Interestingly even after the bottle has been shaken, the two retain their unique identities. And yet they complement each other in a perfect unity; together, they serve as a zesty finish to an otherwise bland mix of lettuces. And so it is in marriage. No matter how many times a husband and a wife come together, they always remain unique. He will always think like a man; she, like a woman. While their innate design will not change, they can better understand each other and move to love each other with compassion, knowing that, in so doing, they give each other life.

I’ve had women ask me, “Could God possibly design such a gigantic flaw?” Could He really not know the implications for His children? Hardly. God’s design isn’t a mistake. God is in control. He fashioned us together as husband and wife the way we are wired, with our unique backgrounds, for a specific purpose.

And He has done the same for you.

Grateful for God’s design

I turned a corner in our relationship when I chose to begin thanking God for His design of my husband and me. As a result, I started to see how important it was for my husband to need me, and I began to appreciate his greater sexual drive. Our coming together sexually was a key part of what has kept our relationship a marriage—not merely friendship, a roommate living arrangement. Sexual intimacy with my husband gives both of us the comfort of being known and accepted on a deep level that is unlike other human relationship.

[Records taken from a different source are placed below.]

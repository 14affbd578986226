//! The metric source boundary and an in-memory reference implementation.
//!
//! The evaluation engine depends only on [`MetricSource`]; any time-series
//! backend implementing it is interchangeable. [`InMemoryMetricSource`]
//! backs tests and local runs without an external store.

use std::collections::HashMap;
use std::sync::Arc;
use std::time::Duration;

use chrono::{DateTime, Utc};
use parking_lot::RwLock;
use tracing::debug;

use crate::error::{QueryError, Result};
use crate::types::Sample;

/// A queryable source of scalar metrics.
///
/// Query expressions are opaque strings resolved by the implementation.
/// `query` evaluates an expression to a single scalar as of `at`;
/// `query_range` evaluates it at each `step` boundary across a window.
pub trait MetricSource: Send + Sync {
    /// Evaluates `expr` to a scalar as of `at`.
    fn query(&self, expr: &str, at: DateTime<Utc>) -> Result<f64>;

    /// Evaluates `expr` at each `step` boundary in `[start, end]`.
    fn query_range(
        &self,
        expr: &str,
        start: DateTime<Utc>,
        end: DateTime<Utc>,
        step: Duration,
    ) -> Result<Vec<Sample>>;
}

/// In-memory metric source backed by per-series sample vectors.
///
/// Expressions take the form `series` (latest value at or before the query
/// instant) or `series[window]` (sum of values recorded in
/// `(at - window, at]`, the shape counter-increase queries take). Absent
/// series read as `0.0`. The series key is matched verbatim, so keys may
/// carry label selectors, e.g. `http_requests_total{code="5xx"}[5m]`.
#[derive(Debug)]
pub struct InMemoryMetricSource {
    series: Arc<RwLock<HashMap<String, Vec<Sample>>>>,
    outage: Arc<RwLock<Option<String>>>,
}

impl InMemoryMetricSource {
    /// Creates an empty source.
    #[must_use]
    pub fn new() -> Self {
        Self {
            series: Arc::new(RwLock::new(HashMap::new())),
            outage: Arc::new(RwLock::new(None)),
        }
    }

    /// Records a sample for a series, keeping the series timestamp-ordered.
    pub fn record(&self, series: &str, sample: Sample) {
        let mut data = self.series.write();
        let samples = data.entry(series.to_string()).or_default();

        let insert_pos = samples
            .binary_search_by_key(&sample.at, |s| s.at)
            .unwrap_or_else(|pos| pos);
        samples.insert(insert_pos, sample);

        debug!(series = %series, samples = samples.len(), "recorded sample");
    }

    /// Simulates a source outage: every query fails until [`Self::recover`].
    pub fn fail_with(&self, reason: &str) {
        *self.outage.write() = Some(reason.to_string());
    }

    /// Clears a simulated outage.
    pub fn recover(&self) {
        *self.outage.write() = None;
    }

    /// Removes all recorded samples.
    pub fn clear(&self) {
        self.series.write().clear();
    }

    /// Returns the number of samples recorded for a series.
    #[must_use]
    pub fn sample_count(&self, series: &str) -> usize {
        self.series.read().get(series).map_or(0, Vec::len)
    }

    fn check_outage(&self) -> Result<()> {
        match self.outage.read().as_ref() {
            Some(reason) => Err(QueryError::Unreachable {
                reason: reason.clone(),
            }),
            None => Ok(()),
        }
    }

    fn eval(&self, expr: &str, at: DateTime<Utc>) -> Result<f64> {
        let data = self.series.read();
        match split_window(expr)? {
            Some((key, window)) => {
                let from = at - window;
                let sum = data
                    .get(key)
                    .map(|samples| {
                        samples
                            .iter()
                            .filter(|s| s.at > from && s.at <= at)
                            .map(|s| s.value)
                            .sum()
                    })
                    .unwrap_or(0.0);
                Ok(sum)
            }
            None => {
                let last = data.get(expr).and_then(|samples| {
                    samples.iter().rev().find(|s| s.at <= at).map(|s| s.value)
                });
                Ok(last.unwrap_or(0.0))
            }
        }
    }
}

impl MetricSource for InMemoryMetricSource {
    fn query(&self, expr: &str, at: DateTime<Utc>) -> Result<f64> {
        self.check_outage()?;
        self.eval(expr, at)
    }

    fn query_range(
        &self,
        expr: &str,
        start: DateTime<Utc>,
        end: DateTime<Utc>,
        step: Duration,
    ) -> Result<Vec<Sample>> {
        self.check_outage()?;

        if start > end {
            return Err(QueryError::BadExpression {
                expr: expr.to_string(),
                reason: "range start is after end".to_string(),
            });
        }
        let step = chrono::Duration::from_std(step).map_err(|_| QueryError::BadExpression {
            expr: expr.to_string(),
            reason: "step out of range".to_string(),
        })?;
        if step.is_zero() {
            return Err(QueryError::BadExpression {
                expr: expr.to_string(),
                reason: "step must be positive".to_string(),
            });
        }

        let mut samples = Vec::new();
        let mut at = start;
        while at <= end {
            samples.push(Sample::new(at, self.eval(expr, at)?));
            at += step;
        }
        Ok(samples)
    }
}

impl Clone for InMemoryMetricSource {
    fn clone(&self) -> Self {
        Self {
            series: Arc::clone(&self.series),
            outage: Arc::clone(&self.outage),
        }
    }
}

impl Default for InMemoryMetricSource {
    fn default() -> Self {
        Self::new()
    }
}

/// Splits `series[window]` into its key and parsed window.
///
/// Returns `None` for instant expressions (no trailing `]`).
fn split_window(expr: &str) -> Result<Option<(&str, chrono::Duration)>> {
    if !expr.ends_with(']') {
        return Ok(None);
    }
    let open = expr.rfind('[').ok_or_else(|| QueryError::BadExpression {
        expr: expr.to_string(),
        reason: "unmatched ']'".to_string(),
    })?;
    let literal = &expr[open + 1..expr.len() - 1];
    let seconds = parse_window_seconds(literal).ok_or_else(|| QueryError::BadExpression {
        expr: expr.to_string(),
        reason: format!("invalid window {literal:?}"),
    })?;
    Ok(Some((&expr[..open], chrono::Duration::seconds(seconds))))
}

/// Parses a window literal like `30s`, `5m`, `1h`, or `30d` into seconds.
fn parse_window_seconds(literal: &str) -> Option<i64> {
    if literal.len() < 2 {
        return None;
    }
    let (digits, unit) = literal.split_at(literal.len() - 1);
    let count: i64 = digits.parse().ok()?;
    if count <= 0 {
        return None;
    }
    let unit_seconds = match unit {
        "s" => 1,
        "m" => 60,
        "h" => 3600,
        "d" => 86_400,
        _ => return None,
    };
    Some(count * unit_seconds)
}
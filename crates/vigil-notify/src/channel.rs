//! Notification channels and their configurations.
//!
//! [`ChannelConfig`] is the serialized form found in receiver config;
//! [`ChannelConfig::build`] validates it and produces the runtime
//! channel. The built-in channels are reference implementations that
//! log the delivery; real transports implement the same
//! [`NotificationChannel`] trait and slot in at the receiver level.

use std::fmt;
use std::sync::Arc;

use parking_lot::Mutex;
use serde::{Deserialize, Serialize};
use tracing::{debug, info};

use crate::error::{NotifyError, Result};
use crate::message::Message;

/// The delivery seam for rendered notifications.
///
/// Channel-specific transport and auth stay behind this trait; the
/// dispatcher only ever calls `send` and retries on failure.
pub trait NotificationChannel: Send + Sync + fmt::Debug {
    /// Short channel identifier used in logs and stats.
    fn name(&self) -> &str;

    /// Delivers one rendered message.
    ///
    /// # Errors
    ///
    /// Returns `NotifyError::Delivery` if the channel rejects the send.
    fn send(&self, message: &Message) -> Result<()>;
}

/// Email delivery parameters.
#[derive(Debug, Clone, PartialEq, Eq, Serialize, Deserialize)]
pub struct EmailConfig {
    /// Recipient addresses.
    pub to: Vec<String>,
    /// Sender address.
    pub from: String,
    /// SMTP relay host.
    pub smtp_host: String,
}

/// Chat webhook parameters.
#[derive(Debug, Clone, PartialEq, Eq, Serialize, Deserialize)]
pub struct ChatConfig {
    /// Incoming-webhook URL to post to.
    pub webhook_url: String,
    /// Channel the message is posted into.
    pub channel: String,
}

/// Paging service parameters.
#[derive(Debug, Clone, PartialEq, Eq, Serialize, Deserialize)]
pub struct PagerConfig {
    /// Integration routing key.
    pub routing_key: String,
    /// Events API endpoint.
    pub url: String,
}

/// One channel entry of a receiver, tagged by transport type.
#[derive(Debug, Clone, PartialEq, Eq, Serialize, Deserialize)]
#[serde(tag = "type", rename_all = "lowercase")]
pub enum ChannelConfig {
    /// SMTP email delivery.
    Email(EmailConfig),
    /// Chat webhook delivery.
    Chat(ChatConfig),
    /// Paging service delivery.
    Pager(PagerConfig),
}

impl ChannelConfig {
    /// The transport tag, matching the serialized `type` field.
    #[must_use]
    pub const fn channel_type(&self) -> &'static str {
        match self {
            Self::Email(_) => "email",
            Self::Chat(_) => "chat",
            Self::Pager(_) => "pager",
        }
    }

    /// Validates the configuration and builds the runtime channel.
    ///
    /// # Errors
    ///
    /// Returns `NotifyError::InvalidChannel` when a required field is
    /// missing or empty.
    pub fn build(&self) -> Result<Arc<dyn NotificationChannel>> {
        match self {
            Self::Email(config) => {
                if config.to.is_empty() || config.to.iter().any(String::is_empty) {
                    return Err(NotifyError::InvalidChannel {
                        reason: "email channel needs at least one non-empty recipient".to_string(),
                    });
                }
                if config.smtp_host.is_empty() {
                    return Err(NotifyError::InvalidChannel {
                        reason: "email channel needs an smtp_host".to_string(),
                    });
                }
                Ok(Arc::new(EmailChannel::new(config.clone())))
            }
            Self::Chat(config) => {
                if config.webhook_url.is_empty() {
                    return Err(NotifyError::InvalidChannel {
                        reason: "chat channel needs a webhook_url".to_string(),
                    });
                }
                Ok(Arc::new(ChatChannel::new(config.clone())))
            }
            Self::Pager(config) => {
                if config.routing_key.is_empty() {
                    return Err(NotifyError::InvalidChannel {
                        reason: "pager channel needs a routing_key".to_string(),
                    });
                }
                Ok(Arc::new(PagerChannel::new(config.clone())))
            }
        }
    }
}

/// Reference email channel: logs the delivery instead of speaking SMTP.
#[derive(Debug, Clone)]
pub struct EmailChannel {
    config: EmailConfig,
}

impl EmailChannel {
    /// Creates the channel from validated configuration.
    #[must_use]
    pub const fn new(config: EmailConfig) -> Self {
        Self { config }
    }
}

impl NotificationChannel for EmailChannel {
    fn name(&self) -> &str {
        "email"
    }

    fn send(&self, message: &Message) -> Result<()> {
        info!(
            channel = "email",
            to = ?self.config.to,
            from = %self.config.from,
            smtp_host = %self.config.smtp_host,
            status = %message.status,
            alerts = message.alerts.len(),
            title = %message.title,
            "would send email notification"
        );
        Ok(())
    }
}

/// Reference chat channel: logs the webhook post.
#[derive(Debug, Clone)]
pub struct ChatChannel {
    config: ChatConfig,
}

impl ChatChannel {
    /// Creates the channel from validated configuration.
    #[must_use]
    pub const fn new(config: ChatConfig) -> Self {
        Self { config }
    }
}

impl NotificationChannel for ChatChannel {
    fn name(&self) -> &str {
        "chat"
    }

    fn send(&self, message: &Message) -> Result<()> {
        info!(
            channel = "chat",
            webhook_url = %self.config.webhook_url,
            room = %self.config.channel,
            status = %message.status,
            alerts = message.alerts.len(),
            title = %message.title,
            "would post chat notification"
        );
        debug!(body = %message.body, "chat notification body");
        Ok(())
    }
}

/// Reference pager channel: logs the page.
///
/// The routing key is deliberately kept out of the log line.
#[derive(Debug, Clone)]
pub struct PagerChannel {
    config: PagerConfig,
}

impl PagerChannel {
    /// Creates the channel from validated configuration.
    #[must_use]
    pub const fn new(config: PagerConfig) -> Self {
        Self { config }
    }
}

impl NotificationChannel for PagerChannel {
    fn name(&self) -> &str {
        "pager"
    }

    fn send(&self, message: &Message) -> Result<()> {
        info!(
            channel = "pager",
            url = %self.config.url,
            status = %message.status,
            alerts = message.alerts.len(),
            title = %message.title,
            "would trigger page"
        );
        Ok(())
    }
}

/// Capturing channel for tests and local runs.
///
/// Records every delivered message and can be programmed to fail, which
/// is how dispatcher retry behavior is exercised. Clones share the same
/// captured state.
#[derive(Debug, Clone)]
pub struct InMemoryChannel {
    name: String,
    inner: Arc<Mutex<InMemoryState>>,
}

#[derive(Debug, Default)]
struct InMemoryState {
    sent: Vec<Message>,
    attempts: u64,
    failures_remaining: u32,
    always_fail: bool,
    fail_reason: String,
}

impl InMemoryChannel {
    /// Creates a capturing channel with the given name.
    #[must_use]
    pub fn new(name: impl Into<String>) -> Self {
        Self {
            name: name.into(),
            inner: Arc::new(Mutex::new(InMemoryState::default())),
        }
    }

    /// Makes every send fail until [`recover`](Self::recover) is called.
    pub fn fail_with(&self, reason: impl Into<String>) {
        let mut state = self.inner.lock();
        state.always_fail = true;
        state.fail_reason = reason.into();
    }

    /// Makes the next `n` sends fail, after which deliveries succeed.
    pub fn fail_times(&self, n: u32) {
        self.inner.lock().failures_remaining = n;
    }

    /// Clears any programmed failure.
    pub fn recover(&self) {
        let mut state = self.inner.lock();
        state.always_fail = false;
        state.failures_remaining = 0;
    }

    /// Messages delivered so far.
    #[must_use]
    pub fn sent(&self) -> Vec<Message> {
        self.inner.lock().sent.clone()
    }

    /// Number of send calls, failed ones included.
    #[must_use]
    pub fn attempts(&self) -> u64 {
        self.inner.lock().attempts
    }
}

impl NotificationChannel for InMemoryChannel {
    fn name(&self) -> &str {
        &self.name
    }

    fn send(&self, message: &Message) -> Result<()> {
        let mut state = self.inner.lock();
        state.attempts += 1;

        if state.always_fail {
            return Err(NotifyError::Delivery {
                channel: self.name.clone(),
                reason: state.fail_reason.clone(),
            });
        }
        if state.failures_remaining > 0 {
            state.failures_remaining -= 1;
            return Err(NotifyError::Delivery {
                channel: self.name.clone(),
                reason: "programmed failure".to_string(),
            });
        }

        state.sent.push(message.clone());
        Ok(())
    }
}
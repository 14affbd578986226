//! Durable snapshots of alert and silence state.
//!
//! The engine periodically writes its alert and silence state to a JSON
//! file so a restart can resume `for`-duration timers and keep silences
//! instead of re-notifying for everything. Writes go to a temporary
//! sibling file first and are renamed into place, so a crash mid-write
//! leaves the previous snapshot intact.

use std::fs;
use std::path::{Path, PathBuf};

use chrono::{DateTime, Utc};
use serde::{Deserialize, Serialize};
use tracing::{debug, info};

use crate::error::{AlertError, Result};
use crate::silence::Silence;
use crate::types::Alert;

/// A point-in-time capture of alert and silence state.
#[derive(Debug, Clone, PartialEq, Serialize, Deserialize)]
pub struct StateSnapshot {
    /// When the snapshot was taken.
    pub saved_at: DateTime<Utc>,
    /// All tracked alerts, including resolved ones awaiting GC.
    pub alerts: Vec<Alert>,
    /// All known silences, including expired ones awaiting GC.
    pub silences: Vec<Silence>,
}

impl StateSnapshot {
    /// Creates a snapshot taken at `saved_at`.
    #[must_use]
    pub const fn new(saved_at: DateTime<Utc>, alerts: Vec<Alert>, silences: Vec<Silence>) -> Self {
        Self {
            saved_at,
            alerts,
            silences,
        }
    }
}

/// Reads and writes state snapshots at a fixed filesystem path.
#[derive(Debug, Clone)]
pub struct SnapshotStore {
    path: PathBuf,
}

impl SnapshotStore {
    /// Creates a store backed by the given file path.
    pub fn new(path: impl Into<PathBuf>) -> Self {
        Self { path: path.into() }
    }

    /// The snapshot file path.
    #[must_use]
    pub fn path(&self) -> &Path {
        &self.path
    }

    /// Loads the most recent snapshot, or `None` if none exists yet.
    ///
    /// # Errors
    ///
    /// Returns `AlertError::StorageError` if the file exists but cannot
    /// be read, or `AlertError::SerializationError` if its contents do
    /// not parse.
    pub fn load(&self) -> Result<Option<StateSnapshot>> {
        if !self.path.exists() {
            debug!(path = %self.path.display(), "no snapshot file, starting fresh");
            return Ok(None);
        }

        let contents = fs::read_to_string(&self.path).map_err(|e| AlertError::StorageError {
            reason: format!("read {}: {e}", self.path.display()),
        })?;
        let snapshot: StateSnapshot = serde_json::from_str(&contents)
            .map_err(|e| AlertError::SerializationError(e.to_string()))?;

        info!(
            path = %self.path.display(),
            alerts = snapshot.alerts.len(),
            silences = snapshot.silences.len(),
            saved_at = %snapshot.saved_at,
            "loaded state snapshot"
        );
        Ok(Some(snapshot))
    }

    /// Writes a snapshot atomically via a temporary sibling file.
    ///
    /// # Errors
    ///
    /// Returns `AlertError::SerializationError` if the snapshot cannot
    /// be encoded, or `AlertError::StorageError` if writing or renaming
    /// fails.
    pub fn save(&self, snapshot: &StateSnapshot) -> Result<()> {
        if let Some(parent) = self.path.parent() {
            if !parent.as_os_str().is_empty() {
                fs::create_dir_all(parent).map_err(|e| AlertError::StorageError {
                    reason: format!("create {}: {e}", parent.display()),
                })?;
            }
        }

        let json = serde_json::to_string_pretty(snapshot)
            .map_err(|e| AlertError::SerializationError(e.to_string()))?;

        let tmp = self.tmp_path();
        fs::write(&tmp, json).map_err(|e| AlertError::StorageError {
            reason: format!("write {}: {e}", tmp.display()),
        })?;
        fs::rename(&tmp, &self.path).map_err(|e| AlertError::StorageError {
            reason: format!("rename {} -> {}: {e}", tmp.display(), self.path.display()),
        })?;

        debug!(
            path = %self.path.display(),
            alerts = snapshot.alerts.len(),
            silences = snapshot.silences.len(),
            "saved state snapshot"
        );
        Ok(())
    }

    fn tmp_path(&self) -> PathBuf {
        let mut name = self.path.as_os_str().to_os_string();
        name.push(".tmp");
        PathBuf::from(name)
    }
}
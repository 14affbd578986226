//! Rendering of notification messages from alert groups.
//!
//! A [`Message`] is rendered exactly once per group flush and handed to
//! every channel of the receiver unchanged. Channels format transport
//! specifics themselves; title and body here are plain text.

use std::collections::{BTreeMap, HashMap};
use std::fmt;

use serde::{Deserialize, Serialize};
use vigil_alerts::{Alert, LABEL_ALERTNAME, LABEL_SERVICE};

/// Delivery status of a rendered message.
#[derive(Debug, Clone, Copy, PartialEq, Eq, Serialize, Deserialize)]
#[serde(rename_all = "lowercase")]
pub enum MessageStatus {
    /// At least one alert in the group is still active.
    Firing,
    /// Every alert in the group has resolved.
    Resolved,
}

impl MessageStatus {
    /// Returns the status as a string.
    #[must_use]
    pub const fn as_str(&self) -> &'static str {
        match self {
            Self::Firing => "firing",
            Self::Resolved => "resolved",
        }
    }
}

impl fmt::Display for MessageStatus {
    fn fmt(&self, f: &mut fmt::Formatter<'_>) -> fmt::Result {
        write!(f, "{}", self.as_str())
    }
}

/// A notification rendered from one group flush.
#[derive(Debug, Clone, PartialEq, Serialize, Deserialize)]
pub struct Message {
    /// Whether the group is firing or fully resolved.
    pub status: MessageStatus,
    /// One-line summary, e.g. `[FIRING:2] ErrorBudgetBurn (checkout)`.
    pub title: String,
    /// Multi-line plain-text body.
    pub body: String,
    /// Canonical key of the notification group.
    pub group_key: String,
    /// Label values the group is keyed by.
    pub group_labels: HashMap<String, String>,
    /// Labels shared by every alert in the group.
    pub common_labels: HashMap<String, String>,
    /// Annotations shared by every alert in the group.
    pub common_annotations: HashMap<String, String>,
    /// The alerts in the group, in group order.
    pub alerts: Vec<Alert>,
}

impl Message {
    /// Renders the notification for a group flush.
    ///
    /// The title follows the `[FIRING:2] <alertname> (<service>)` shape,
    /// falling back to `[RESOLVED]` when nothing is active. The body
    /// lists the group labels, whatever labels and annotations are
    /// shared by every member, and one line per alert.
    #[must_use]
    pub fn render(
        group_key: &str,
        group_labels: &HashMap<String, String>,
        alerts: &[Alert],
    ) -> Self {
        let firing = alerts.iter().filter(|a| a.is_active()).count();
        let status = if firing > 0 {
            MessageStatus::Firing
        } else {
            MessageStatus::Resolved
        };
        let (common_labels, common_annotations) = common_maps(alerts);

        let title = render_title(status, firing, group_labels, &common_labels, alerts);
        let body = render_body(group_labels, &common_labels, &common_annotations, alerts);

        Self {
            status,
            title,
            body,
            group_key: group_key.to_string(),
            group_labels: group_labels.clone(),
            common_labels,
            common_annotations,
            alerts: alerts.to_vec(),
        }
    }
}

fn render_title(
    status: MessageStatus,
    firing: usize,
    group_labels: &HashMap<String, String>,
    common_labels: &HashMap<String, String>,
    alerts: &[Alert],
) -> String {
    let tag = match status {
        MessageStatus::Firing => format!("[FIRING:{firing}]"),
        MessageStatus::Resolved => "[RESOLVED]".to_string(),
    };
    let name = title_label(LABEL_ALERTNAME, group_labels, common_labels, alerts)
        .unwrap_or_else(|| "alerts".to_string());

    match title_label(LABEL_SERVICE, group_labels, common_labels, alerts) {
        Some(service) => format!("{tag} {name} ({service})"),
        None => format!("{tag} {name}"),
    }
}

/// Prefers the group's value for a label, then the common set, then the
/// first alert carrying a non-empty value.
fn title_label(
    name: &str,
    group_labels: &HashMap<String, String>,
    common_labels: &HashMap<String, String>,
    alerts: &[Alert],
) -> Option<String> {
    for value in [group_labels.get(name), common_labels.get(name)]
        .into_iter()
        .flatten()
    {
        if !value.is_empty() {
            return Some(value.clone());
        }
    }
    alerts
        .iter()
        .find_map(|a| a.label(name).filter(|v| !v.is_empty()).map(str::to_string))
}

fn render_body(
    group_labels: &HashMap<String, String>,
    common_labels: &HashMap<String, String>,
    common_annotations: &HashMap<String, String>,
    alerts: &[Alert],
) -> String {
    let mut body = String::new();

    push_section(&mut body, "Group labels:", group_labels);
    push_section(&mut body, "Common labels:", common_labels);
    push_section(&mut body, "Common annotations:", common_annotations);

    body.push_str("Alerts:\n");
    for alert in alerts {
        body.push_str(&alert_line(alert, common_labels));
        body.push('\n');
    }
    body
}

fn push_section(body: &mut String, heading: &str, map: &HashMap<String, String>) {
    if map.is_empty() {
        return;
    }
    body.push_str(heading);
    body.push('\n');
    for (name, value) in map.iter().collect::<BTreeMap<_, _>>() {
        body.push_str(&format!("  {name} = {value}\n"));
    }
    body.push('\n');
}

/// One body line per alert: state, distinguishing labels, observed value.
///
/// Labels already listed in the common section are left out of the line.
fn alert_line(alert: &Alert, common_labels: &HashMap<String, String>) -> String {
    let distinct: BTreeMap<&String, &String> = alert
        .labels
        .iter()
        .filter(|(name, value)| common_labels.get(*name) != Some(*value))
        .collect();

    let mut line = format!("- {}", alert.state);
    for (name, value) in distinct {
        line.push_str(&format!(" {name}={value:?}"));
    }
    line.push_str(&format!(" (value {:.2})", alert.value));
    line
}

/// Labels and annotations that hold with the same value on every alert.
fn common_maps(alerts: &[Alert]) -> (HashMap<String, String>, HashMap<String, String>) {
    let Some(first) = alerts.first() else {
        return (HashMap::new(), HashMap::new());
    };

    let labels = first
        .labels
        .iter()
        .filter(|(name, value)| alerts.iter().all(|a| a.labels.get(*name) == Some(*value)))
        .map(|(name, value)| (name.clone(), value.clone()))
        .collect();
    let annotations = first
        .annotations
        .iter()
        .filter(|(name, value)| {
            alerts
                .iter()
                .all(|a| a.annotations.get(*name) == Some(*value))
        })
        .map(|(name, value)| (name.clone(), value.clone()))
        .collect();

    (labels, annotations)
}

Thanking God is a decision I choose to make. From there, I choose to love my husband even if I don’t have strong feelings. Love, ultimately, is a commitment to seek the best of the one loved. I can choose to exercise my power as a passionate, nurturing, fully alive woman, or I can withhold and withdraw.

You face the same decision to love your man today.

Your husband will never be the man God created him to be if you don’t validate his maleness and understand and satisfy his need for sexual intimacy. You are God’s primary instrument of love and affirmation if he is to become God’s man. You have the power to make him or break him, because men are not born, they are made.